(Beginning of SUPPLIED RECORDS)

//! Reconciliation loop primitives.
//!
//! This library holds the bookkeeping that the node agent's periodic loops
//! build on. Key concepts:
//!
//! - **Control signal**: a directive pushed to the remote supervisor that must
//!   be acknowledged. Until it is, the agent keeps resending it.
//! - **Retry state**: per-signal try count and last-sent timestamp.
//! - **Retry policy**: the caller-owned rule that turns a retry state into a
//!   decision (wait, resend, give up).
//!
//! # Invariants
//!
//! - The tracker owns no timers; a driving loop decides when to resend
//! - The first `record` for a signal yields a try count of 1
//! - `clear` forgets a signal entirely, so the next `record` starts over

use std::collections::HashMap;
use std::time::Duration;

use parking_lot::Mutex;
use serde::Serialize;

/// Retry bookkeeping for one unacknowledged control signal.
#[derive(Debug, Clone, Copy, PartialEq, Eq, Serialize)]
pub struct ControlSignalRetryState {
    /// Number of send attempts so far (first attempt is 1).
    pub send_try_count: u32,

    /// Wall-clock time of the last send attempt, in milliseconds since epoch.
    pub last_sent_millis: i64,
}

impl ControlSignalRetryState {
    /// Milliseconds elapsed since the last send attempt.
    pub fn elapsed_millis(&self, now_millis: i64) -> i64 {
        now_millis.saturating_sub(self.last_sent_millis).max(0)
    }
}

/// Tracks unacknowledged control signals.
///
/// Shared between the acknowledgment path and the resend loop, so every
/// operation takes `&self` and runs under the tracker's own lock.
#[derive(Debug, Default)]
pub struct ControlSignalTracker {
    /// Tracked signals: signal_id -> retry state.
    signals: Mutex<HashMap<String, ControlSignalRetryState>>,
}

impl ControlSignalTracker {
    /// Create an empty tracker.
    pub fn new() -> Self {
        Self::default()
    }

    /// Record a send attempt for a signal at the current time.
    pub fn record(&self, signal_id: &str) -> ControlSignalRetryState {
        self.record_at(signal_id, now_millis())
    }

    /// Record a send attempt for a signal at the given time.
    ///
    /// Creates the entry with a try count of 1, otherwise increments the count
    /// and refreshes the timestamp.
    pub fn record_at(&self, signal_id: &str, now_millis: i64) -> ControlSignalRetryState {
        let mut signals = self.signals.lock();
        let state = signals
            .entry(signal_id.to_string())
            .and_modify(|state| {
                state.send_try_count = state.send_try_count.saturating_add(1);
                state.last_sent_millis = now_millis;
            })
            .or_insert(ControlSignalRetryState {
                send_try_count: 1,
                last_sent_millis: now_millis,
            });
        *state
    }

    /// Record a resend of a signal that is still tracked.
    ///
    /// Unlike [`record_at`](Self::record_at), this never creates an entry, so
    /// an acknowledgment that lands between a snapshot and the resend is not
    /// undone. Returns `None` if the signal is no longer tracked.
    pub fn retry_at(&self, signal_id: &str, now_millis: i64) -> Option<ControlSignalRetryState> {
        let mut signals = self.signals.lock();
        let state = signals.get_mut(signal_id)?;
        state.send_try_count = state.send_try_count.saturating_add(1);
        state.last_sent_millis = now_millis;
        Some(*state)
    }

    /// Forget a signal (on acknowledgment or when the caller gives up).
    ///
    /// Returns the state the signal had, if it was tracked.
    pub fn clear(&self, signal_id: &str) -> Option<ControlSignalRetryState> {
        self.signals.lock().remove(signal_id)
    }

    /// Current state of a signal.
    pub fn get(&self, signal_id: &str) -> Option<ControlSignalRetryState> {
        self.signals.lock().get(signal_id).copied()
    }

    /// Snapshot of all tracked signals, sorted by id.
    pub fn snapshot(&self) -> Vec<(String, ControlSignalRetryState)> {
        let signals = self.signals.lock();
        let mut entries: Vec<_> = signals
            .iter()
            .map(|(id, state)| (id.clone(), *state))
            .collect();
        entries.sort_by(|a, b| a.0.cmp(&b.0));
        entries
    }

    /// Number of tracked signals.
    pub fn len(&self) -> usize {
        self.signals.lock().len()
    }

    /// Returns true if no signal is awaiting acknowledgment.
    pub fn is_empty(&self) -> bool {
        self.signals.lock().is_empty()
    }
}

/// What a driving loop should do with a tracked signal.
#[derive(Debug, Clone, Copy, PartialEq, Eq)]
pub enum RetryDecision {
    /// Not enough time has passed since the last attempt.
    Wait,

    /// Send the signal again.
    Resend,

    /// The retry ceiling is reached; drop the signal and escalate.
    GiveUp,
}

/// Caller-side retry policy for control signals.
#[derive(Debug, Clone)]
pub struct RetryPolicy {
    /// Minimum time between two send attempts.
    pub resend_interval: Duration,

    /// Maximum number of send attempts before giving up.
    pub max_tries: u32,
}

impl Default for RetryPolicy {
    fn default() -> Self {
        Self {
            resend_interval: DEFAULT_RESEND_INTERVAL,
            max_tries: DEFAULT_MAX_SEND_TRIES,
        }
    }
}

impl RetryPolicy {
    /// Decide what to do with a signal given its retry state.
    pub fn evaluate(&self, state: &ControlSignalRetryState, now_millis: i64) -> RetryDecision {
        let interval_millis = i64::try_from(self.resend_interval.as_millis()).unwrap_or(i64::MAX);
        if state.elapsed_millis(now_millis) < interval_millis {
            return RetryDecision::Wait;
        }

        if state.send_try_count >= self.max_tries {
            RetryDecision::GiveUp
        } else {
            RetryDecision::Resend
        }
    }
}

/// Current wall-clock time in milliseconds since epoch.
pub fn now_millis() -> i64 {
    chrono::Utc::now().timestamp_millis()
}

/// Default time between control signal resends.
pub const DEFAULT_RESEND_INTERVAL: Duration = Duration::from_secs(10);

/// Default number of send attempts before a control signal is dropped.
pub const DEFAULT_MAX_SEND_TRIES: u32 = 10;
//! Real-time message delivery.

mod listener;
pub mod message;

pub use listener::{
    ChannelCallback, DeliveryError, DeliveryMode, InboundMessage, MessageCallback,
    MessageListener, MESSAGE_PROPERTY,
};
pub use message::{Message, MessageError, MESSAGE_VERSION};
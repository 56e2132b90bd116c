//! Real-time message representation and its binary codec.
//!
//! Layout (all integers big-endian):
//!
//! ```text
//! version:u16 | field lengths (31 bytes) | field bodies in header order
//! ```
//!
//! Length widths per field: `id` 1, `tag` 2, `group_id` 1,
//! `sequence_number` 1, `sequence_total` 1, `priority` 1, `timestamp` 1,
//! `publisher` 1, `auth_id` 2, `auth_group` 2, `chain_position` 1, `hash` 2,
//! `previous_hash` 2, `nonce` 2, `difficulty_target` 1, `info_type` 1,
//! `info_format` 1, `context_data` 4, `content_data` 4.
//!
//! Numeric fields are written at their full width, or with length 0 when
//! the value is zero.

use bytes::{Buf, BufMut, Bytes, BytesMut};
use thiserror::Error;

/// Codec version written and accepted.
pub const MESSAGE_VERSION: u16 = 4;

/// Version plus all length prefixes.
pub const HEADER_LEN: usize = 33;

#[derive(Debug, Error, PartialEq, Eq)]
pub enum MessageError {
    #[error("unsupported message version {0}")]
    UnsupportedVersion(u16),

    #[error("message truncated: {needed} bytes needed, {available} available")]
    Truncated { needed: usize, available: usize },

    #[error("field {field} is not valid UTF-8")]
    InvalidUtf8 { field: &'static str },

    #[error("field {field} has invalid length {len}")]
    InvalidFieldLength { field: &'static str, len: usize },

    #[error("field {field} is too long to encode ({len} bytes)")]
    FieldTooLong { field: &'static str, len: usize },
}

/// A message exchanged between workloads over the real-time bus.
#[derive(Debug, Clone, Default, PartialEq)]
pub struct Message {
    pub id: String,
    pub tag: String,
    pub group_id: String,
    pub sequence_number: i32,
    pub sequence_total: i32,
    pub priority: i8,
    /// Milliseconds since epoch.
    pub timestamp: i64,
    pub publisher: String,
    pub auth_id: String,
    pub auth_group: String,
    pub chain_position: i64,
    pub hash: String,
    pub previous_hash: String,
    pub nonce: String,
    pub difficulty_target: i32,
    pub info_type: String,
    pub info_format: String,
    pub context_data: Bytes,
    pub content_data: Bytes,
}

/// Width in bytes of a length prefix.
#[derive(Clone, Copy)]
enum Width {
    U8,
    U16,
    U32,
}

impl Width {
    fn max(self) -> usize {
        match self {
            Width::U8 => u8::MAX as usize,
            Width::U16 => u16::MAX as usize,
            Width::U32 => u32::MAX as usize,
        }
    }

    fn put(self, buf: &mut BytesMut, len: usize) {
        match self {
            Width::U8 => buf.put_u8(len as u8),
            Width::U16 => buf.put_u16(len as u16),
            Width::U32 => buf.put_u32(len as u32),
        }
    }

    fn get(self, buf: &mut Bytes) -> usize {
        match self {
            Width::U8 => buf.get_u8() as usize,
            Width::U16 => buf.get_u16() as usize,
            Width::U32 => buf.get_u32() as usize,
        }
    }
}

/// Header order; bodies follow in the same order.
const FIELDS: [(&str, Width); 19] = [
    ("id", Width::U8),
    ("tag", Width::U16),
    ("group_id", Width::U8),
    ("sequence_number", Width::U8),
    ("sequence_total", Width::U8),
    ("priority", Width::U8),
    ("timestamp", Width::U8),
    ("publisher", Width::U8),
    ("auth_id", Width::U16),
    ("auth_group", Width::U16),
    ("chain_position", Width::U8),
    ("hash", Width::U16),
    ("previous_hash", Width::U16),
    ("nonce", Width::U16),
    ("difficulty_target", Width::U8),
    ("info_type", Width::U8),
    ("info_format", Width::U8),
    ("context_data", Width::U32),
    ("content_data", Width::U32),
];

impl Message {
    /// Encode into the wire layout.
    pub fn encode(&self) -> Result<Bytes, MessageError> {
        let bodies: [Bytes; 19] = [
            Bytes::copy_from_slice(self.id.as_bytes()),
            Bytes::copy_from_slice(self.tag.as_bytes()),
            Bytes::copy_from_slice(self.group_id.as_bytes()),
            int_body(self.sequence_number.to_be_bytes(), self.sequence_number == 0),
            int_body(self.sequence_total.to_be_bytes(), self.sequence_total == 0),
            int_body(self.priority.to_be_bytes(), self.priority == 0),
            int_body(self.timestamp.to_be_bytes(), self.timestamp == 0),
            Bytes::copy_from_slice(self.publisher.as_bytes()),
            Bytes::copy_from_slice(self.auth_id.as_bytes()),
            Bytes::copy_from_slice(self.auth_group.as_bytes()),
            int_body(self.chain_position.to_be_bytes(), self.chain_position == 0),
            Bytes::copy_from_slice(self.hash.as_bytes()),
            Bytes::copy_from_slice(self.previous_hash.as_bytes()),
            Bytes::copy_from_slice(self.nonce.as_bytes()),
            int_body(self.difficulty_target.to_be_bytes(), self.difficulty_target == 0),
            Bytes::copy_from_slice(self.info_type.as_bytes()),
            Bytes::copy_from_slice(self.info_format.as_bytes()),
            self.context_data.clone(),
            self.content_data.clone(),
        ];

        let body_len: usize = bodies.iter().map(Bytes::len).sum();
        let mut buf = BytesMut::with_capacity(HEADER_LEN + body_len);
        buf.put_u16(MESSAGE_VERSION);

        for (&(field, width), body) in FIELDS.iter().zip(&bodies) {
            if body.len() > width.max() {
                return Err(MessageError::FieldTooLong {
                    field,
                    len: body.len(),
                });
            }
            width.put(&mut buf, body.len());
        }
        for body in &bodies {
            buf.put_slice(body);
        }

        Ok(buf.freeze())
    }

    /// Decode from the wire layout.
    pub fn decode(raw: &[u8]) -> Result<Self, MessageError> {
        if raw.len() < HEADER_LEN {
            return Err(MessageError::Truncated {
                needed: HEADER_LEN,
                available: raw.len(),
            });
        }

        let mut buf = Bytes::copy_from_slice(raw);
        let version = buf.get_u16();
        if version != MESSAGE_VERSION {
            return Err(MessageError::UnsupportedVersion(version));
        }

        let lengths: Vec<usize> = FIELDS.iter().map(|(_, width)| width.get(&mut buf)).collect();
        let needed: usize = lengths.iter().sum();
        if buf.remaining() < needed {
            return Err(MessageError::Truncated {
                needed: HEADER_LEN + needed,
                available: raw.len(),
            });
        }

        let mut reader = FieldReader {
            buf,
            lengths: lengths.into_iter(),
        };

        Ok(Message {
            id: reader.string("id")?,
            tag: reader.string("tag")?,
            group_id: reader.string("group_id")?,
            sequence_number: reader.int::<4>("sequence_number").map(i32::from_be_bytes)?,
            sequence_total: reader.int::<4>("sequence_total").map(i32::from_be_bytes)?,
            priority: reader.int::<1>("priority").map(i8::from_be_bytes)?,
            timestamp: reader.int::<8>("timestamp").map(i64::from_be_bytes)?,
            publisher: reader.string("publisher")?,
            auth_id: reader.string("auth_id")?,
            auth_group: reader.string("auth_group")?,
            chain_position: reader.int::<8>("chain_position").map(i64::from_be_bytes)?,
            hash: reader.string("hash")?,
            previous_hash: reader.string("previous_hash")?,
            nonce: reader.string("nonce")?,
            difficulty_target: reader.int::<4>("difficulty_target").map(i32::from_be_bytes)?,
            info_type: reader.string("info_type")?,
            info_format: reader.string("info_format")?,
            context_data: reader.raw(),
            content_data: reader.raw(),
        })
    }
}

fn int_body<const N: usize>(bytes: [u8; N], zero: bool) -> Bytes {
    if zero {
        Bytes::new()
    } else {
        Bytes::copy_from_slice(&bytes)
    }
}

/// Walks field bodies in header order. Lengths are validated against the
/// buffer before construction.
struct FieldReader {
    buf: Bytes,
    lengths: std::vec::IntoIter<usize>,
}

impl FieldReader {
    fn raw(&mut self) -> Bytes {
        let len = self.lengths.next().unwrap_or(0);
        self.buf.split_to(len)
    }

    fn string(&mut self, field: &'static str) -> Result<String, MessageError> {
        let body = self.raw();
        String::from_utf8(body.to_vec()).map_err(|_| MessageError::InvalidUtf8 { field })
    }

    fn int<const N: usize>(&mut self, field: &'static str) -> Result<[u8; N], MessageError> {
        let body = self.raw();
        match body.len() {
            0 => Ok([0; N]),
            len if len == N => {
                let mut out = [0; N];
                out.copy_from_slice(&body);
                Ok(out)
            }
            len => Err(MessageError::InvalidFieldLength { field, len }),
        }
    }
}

(End of SUPPLIED RECORDS)

Return every line from the material that contains the word "order".

//! version:u16 | field lengths (31 bytes) | field bodies in header order
/// Header order; bodies follow in the same order.
/// Walks field bodies in header order. Lengths are validated against the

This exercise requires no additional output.